Task brief >>
Working from the listing below, set down every line exactly.

Entries shown >>
>>>
//! Analyzer abstraction.
//!
//! Analyzers are the primary extensibility point on the feature-extraction
//! side: swap in a different VAD, prosody model, or emotion estimator
//! without touching the pipeline. An analyzer publishes a result into the
//! results map and must never mutate `PipelineState` directly.

pub mod emotion;
pub mod language;
pub mod prosody;
pub mod vad;

pub use emotion::EmotionAnalyzer;
pub use language::LanguageAnalyzer;
pub use prosody::ProsodyAnalyzer;
pub use vad::VadAnalyzer;

use crate::error::Result;
use crate::frame::{AudioFrame, FrameBuffer};
use crate::results::AnalysisResult;
use crate::state::PipelineState;

/// Trait for all analyzer implementations.
///
/// Implementors may be stateful (noise floor, pitch history, pause clocks),
/// but must be side-effect-free on `PipelineState` — all output flows
/// through the returned `AnalysisResult`.
pub trait Analyzer: Send {
    /// Unique name within a pipeline; also the key under which results are
    /// published into `PipelineState::analysis_results`.
    fn name(&self) -> &str;

    /// Analyze one frame, reading from the buffer and current state but
    /// never writing to it.
    fn analyze(
        &mut self,
        frame: &AudioFrame,
        buffer: &FrameBuffer,
        state: &PipelineState,
    ) -> Result<AnalysisResult>;

    /// Reset any internal state (hangover counters, pitch history, etc.).
    fn reset(&mut self);
}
<<<
Answer to this exercise >>
//! Analyzer abstraction.
//!
//! Analyzers are the primary extensibility point on the feature-extraction
//! side: swap in a different VAD, prosody model, or emotion estimator
//! without touching the pipeline. An analyzer publishes a result into the
//! results map and must never mutate `PipelineState` directly.

pub mod emotion;
pub mod language;
pub mod prosody;
pub mod vad;

pub use emotion::EmotionAnalyzer;
pub use language::LanguageAnalyzer;
pub use prosody::ProsodyAnalyzer;
pub use vad::VadAnalyzer;

use crate::error::Result;
use crate::frame::{AudioFrame, FrameBuffer};
use crate::results::AnalysisResult;
use crate::state::PipelineState;

/// Trait for all analyzer implementations.
///
/// Implementors may be stateful (noise floor, pitch history, pause clocks),
/// but must be side-effect-free on `PipelineState` — all output flows
/// through the returned `AnalysisResult`.
pub trait Analyzer: Send {
    /// Unique name within a pipeline; also the key under which results are
    /// published into `PipelineState::analysis_results`.
    fn name(&self) -> &str;

    /// Analyze one frame, reading from the buffer and current state but
    /// never writing to it.
    fn analyze(
        &mut self,
        frame: &AudioFrame,
        buffer: &FrameBuffer,
        state: &PipelineState,
    ) -> Result<AnalysisResult>;

    /// Reset any internal state (hangover counters, pitch history, etc.).
    fn reset(&mut self);
}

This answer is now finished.